(Stored items)
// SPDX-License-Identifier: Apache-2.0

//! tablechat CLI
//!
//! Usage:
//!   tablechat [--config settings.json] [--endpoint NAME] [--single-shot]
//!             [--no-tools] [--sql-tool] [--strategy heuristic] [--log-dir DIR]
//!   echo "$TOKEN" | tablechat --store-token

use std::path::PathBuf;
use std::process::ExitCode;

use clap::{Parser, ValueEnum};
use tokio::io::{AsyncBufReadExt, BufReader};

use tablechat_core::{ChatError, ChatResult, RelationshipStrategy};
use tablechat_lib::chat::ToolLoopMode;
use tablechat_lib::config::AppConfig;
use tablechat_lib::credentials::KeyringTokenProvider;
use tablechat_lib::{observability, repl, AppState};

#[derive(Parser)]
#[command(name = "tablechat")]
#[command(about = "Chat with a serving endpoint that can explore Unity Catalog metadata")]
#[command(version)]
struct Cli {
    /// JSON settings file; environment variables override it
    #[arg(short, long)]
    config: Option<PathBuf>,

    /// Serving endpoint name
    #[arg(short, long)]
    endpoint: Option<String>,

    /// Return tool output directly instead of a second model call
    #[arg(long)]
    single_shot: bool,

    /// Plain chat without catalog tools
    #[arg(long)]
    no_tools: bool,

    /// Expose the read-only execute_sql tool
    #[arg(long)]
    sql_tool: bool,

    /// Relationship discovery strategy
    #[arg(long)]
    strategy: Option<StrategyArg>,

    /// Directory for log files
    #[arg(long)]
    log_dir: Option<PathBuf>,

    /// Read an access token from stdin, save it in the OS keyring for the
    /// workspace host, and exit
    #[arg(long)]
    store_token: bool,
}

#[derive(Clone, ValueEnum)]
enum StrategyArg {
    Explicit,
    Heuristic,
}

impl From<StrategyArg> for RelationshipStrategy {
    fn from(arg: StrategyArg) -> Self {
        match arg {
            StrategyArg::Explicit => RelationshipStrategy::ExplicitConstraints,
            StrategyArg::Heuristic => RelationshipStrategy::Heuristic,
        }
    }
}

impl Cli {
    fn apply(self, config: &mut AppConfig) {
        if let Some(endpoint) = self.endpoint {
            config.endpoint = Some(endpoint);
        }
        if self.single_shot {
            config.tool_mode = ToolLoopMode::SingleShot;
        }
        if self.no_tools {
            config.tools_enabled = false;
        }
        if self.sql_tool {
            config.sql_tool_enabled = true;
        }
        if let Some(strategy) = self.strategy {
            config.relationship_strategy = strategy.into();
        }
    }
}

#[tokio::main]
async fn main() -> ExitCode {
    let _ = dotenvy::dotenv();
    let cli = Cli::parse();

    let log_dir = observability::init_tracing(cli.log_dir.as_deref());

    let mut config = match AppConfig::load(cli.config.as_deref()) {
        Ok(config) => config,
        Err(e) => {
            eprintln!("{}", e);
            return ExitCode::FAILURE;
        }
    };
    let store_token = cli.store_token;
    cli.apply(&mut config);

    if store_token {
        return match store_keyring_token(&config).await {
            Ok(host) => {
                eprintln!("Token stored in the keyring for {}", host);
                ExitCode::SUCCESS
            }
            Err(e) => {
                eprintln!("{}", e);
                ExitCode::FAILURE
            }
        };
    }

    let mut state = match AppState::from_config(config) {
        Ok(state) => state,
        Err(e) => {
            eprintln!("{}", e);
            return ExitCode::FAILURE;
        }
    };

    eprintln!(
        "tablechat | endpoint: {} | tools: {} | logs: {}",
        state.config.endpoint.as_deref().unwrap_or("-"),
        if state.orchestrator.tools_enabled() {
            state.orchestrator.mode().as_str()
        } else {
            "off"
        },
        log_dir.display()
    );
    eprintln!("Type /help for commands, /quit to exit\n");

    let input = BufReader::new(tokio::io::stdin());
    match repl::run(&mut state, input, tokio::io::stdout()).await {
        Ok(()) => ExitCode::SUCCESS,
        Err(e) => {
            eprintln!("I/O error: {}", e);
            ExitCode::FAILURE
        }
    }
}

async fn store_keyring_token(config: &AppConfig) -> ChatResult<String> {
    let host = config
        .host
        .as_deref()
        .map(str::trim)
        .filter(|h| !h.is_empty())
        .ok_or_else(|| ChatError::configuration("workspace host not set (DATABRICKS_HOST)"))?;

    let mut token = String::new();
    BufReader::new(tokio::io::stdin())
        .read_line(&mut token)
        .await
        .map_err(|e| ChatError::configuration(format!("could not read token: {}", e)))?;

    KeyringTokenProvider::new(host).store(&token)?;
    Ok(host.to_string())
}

--

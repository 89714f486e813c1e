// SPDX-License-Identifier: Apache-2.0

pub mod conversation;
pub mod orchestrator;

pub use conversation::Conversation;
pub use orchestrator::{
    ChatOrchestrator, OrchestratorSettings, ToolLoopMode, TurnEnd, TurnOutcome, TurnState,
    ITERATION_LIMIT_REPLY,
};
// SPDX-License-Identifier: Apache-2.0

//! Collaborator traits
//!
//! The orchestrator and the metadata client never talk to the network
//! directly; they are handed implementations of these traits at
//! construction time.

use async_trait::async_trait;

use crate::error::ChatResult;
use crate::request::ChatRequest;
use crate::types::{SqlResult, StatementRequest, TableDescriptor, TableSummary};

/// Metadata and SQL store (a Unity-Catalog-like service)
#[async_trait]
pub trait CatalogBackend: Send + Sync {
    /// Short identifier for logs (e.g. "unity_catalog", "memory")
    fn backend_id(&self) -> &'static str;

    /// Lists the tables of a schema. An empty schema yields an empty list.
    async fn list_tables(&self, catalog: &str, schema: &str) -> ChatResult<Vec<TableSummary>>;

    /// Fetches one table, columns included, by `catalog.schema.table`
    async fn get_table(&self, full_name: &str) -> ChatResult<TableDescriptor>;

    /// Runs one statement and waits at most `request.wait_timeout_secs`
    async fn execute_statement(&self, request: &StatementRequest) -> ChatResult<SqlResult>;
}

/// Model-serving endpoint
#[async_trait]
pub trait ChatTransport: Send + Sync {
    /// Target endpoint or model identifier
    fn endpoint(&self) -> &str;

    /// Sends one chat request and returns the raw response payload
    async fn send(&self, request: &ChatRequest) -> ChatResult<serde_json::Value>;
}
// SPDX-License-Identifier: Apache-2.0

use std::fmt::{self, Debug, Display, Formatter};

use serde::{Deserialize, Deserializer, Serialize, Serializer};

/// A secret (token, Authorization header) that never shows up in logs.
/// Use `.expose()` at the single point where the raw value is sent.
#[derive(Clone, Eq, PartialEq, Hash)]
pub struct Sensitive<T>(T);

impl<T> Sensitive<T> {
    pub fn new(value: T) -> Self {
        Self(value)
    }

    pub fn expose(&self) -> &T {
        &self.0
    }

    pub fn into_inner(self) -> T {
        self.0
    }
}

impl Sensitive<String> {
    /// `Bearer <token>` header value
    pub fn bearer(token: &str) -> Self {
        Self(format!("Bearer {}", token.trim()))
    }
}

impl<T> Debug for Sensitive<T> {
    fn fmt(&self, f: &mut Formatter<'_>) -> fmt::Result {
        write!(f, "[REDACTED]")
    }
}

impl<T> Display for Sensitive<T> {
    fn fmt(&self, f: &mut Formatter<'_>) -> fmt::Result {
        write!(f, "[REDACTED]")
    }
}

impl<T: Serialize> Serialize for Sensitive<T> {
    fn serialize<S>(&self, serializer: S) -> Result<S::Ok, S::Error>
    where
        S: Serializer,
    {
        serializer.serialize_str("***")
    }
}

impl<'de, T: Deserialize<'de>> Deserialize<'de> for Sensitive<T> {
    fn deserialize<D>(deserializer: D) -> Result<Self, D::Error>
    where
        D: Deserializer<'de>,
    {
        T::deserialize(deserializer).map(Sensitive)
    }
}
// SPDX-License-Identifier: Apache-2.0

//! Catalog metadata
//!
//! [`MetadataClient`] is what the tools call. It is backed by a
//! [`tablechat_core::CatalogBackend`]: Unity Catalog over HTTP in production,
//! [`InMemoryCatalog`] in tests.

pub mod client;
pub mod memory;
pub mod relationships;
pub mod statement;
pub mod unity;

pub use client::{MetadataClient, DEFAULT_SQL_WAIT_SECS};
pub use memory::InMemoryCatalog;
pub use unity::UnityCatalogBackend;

==

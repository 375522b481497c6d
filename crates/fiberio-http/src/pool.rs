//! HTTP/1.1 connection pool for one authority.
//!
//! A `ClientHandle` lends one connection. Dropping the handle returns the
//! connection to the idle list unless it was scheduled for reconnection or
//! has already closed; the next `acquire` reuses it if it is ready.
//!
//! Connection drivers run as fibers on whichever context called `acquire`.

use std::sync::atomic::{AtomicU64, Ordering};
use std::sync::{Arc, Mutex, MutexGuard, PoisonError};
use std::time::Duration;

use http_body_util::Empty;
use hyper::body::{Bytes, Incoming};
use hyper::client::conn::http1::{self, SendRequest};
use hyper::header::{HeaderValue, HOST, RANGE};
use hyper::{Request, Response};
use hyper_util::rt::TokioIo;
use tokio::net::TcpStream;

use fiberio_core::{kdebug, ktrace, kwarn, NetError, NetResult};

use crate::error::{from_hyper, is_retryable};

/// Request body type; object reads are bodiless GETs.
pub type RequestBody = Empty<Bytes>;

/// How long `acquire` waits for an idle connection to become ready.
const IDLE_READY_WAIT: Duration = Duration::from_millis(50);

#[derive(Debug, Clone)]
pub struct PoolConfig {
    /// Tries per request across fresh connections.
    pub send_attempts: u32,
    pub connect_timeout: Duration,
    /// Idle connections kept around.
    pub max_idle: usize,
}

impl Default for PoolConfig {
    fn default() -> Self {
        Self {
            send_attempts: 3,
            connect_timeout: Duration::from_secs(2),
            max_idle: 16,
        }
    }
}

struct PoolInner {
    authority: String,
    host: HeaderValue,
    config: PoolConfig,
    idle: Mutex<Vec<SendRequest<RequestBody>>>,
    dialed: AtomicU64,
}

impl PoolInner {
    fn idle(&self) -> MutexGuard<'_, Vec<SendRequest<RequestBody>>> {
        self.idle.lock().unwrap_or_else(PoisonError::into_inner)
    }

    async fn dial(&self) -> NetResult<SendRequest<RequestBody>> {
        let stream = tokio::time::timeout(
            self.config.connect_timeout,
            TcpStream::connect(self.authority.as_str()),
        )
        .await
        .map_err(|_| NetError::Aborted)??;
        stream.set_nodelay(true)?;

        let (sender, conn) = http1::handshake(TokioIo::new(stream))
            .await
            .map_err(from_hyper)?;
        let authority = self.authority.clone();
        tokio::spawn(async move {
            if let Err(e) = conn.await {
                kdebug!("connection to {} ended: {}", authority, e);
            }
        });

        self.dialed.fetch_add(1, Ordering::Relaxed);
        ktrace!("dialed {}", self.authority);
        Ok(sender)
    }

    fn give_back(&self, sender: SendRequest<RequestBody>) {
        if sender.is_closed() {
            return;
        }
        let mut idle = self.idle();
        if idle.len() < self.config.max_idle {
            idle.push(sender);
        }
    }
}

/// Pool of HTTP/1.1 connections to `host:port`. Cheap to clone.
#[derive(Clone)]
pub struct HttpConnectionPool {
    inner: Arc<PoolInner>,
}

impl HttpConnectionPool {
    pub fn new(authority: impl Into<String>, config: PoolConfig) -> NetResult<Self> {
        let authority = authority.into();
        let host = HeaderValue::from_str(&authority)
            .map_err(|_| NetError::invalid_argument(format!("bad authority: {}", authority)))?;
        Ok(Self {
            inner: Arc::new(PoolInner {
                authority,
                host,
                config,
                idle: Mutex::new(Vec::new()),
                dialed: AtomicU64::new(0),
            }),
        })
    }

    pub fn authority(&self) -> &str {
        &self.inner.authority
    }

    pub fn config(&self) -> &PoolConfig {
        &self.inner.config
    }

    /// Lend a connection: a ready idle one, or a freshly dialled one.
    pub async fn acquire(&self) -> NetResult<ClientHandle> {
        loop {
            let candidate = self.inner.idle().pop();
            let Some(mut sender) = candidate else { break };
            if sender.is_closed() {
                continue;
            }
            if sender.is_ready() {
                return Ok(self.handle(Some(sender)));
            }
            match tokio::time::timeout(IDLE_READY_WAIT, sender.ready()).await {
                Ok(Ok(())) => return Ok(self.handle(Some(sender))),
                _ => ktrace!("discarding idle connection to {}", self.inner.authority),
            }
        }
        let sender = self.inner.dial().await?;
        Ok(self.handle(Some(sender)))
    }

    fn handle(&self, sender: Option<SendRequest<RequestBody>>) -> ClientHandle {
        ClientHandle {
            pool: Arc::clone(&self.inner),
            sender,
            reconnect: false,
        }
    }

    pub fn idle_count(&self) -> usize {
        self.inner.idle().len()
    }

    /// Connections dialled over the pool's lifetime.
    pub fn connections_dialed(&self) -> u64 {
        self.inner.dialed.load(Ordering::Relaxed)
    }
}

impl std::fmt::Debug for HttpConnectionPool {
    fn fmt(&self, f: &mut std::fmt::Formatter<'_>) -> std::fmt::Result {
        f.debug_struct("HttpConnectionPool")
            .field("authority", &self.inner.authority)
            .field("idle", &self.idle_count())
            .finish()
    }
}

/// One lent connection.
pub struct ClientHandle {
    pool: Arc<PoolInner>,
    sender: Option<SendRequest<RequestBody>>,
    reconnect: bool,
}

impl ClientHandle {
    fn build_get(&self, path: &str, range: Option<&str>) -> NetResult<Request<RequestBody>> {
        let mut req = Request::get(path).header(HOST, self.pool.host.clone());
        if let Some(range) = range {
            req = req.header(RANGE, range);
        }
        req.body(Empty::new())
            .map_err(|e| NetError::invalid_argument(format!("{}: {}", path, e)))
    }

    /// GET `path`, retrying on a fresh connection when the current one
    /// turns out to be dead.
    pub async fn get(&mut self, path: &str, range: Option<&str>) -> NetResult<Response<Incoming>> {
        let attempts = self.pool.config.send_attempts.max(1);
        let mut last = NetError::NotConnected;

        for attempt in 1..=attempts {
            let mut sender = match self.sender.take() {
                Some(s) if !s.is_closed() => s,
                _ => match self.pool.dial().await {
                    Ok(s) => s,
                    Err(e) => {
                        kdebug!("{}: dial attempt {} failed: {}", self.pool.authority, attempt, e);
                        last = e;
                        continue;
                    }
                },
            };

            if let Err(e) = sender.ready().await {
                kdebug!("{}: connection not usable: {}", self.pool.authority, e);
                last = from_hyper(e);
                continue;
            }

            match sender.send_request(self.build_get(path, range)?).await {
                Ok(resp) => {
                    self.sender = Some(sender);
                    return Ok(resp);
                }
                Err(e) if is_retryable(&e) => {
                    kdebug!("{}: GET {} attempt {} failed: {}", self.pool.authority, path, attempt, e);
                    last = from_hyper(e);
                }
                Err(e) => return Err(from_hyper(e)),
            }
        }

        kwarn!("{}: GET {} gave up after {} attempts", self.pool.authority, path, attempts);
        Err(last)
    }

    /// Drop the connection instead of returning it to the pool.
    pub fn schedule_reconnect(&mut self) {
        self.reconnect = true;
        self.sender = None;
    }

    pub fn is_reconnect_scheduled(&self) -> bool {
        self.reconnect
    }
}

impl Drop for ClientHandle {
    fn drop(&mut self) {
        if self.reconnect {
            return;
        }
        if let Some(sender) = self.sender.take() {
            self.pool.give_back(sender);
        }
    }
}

#### [EXERCISE GOAL]
Going through the data above, return each line with the word "ChatRequest".

#### [SOLUTION]
use crate::request::ChatRequest;
    async fn send(&self, request: &ChatRequest) -> ChatResult<serde_json::Value>;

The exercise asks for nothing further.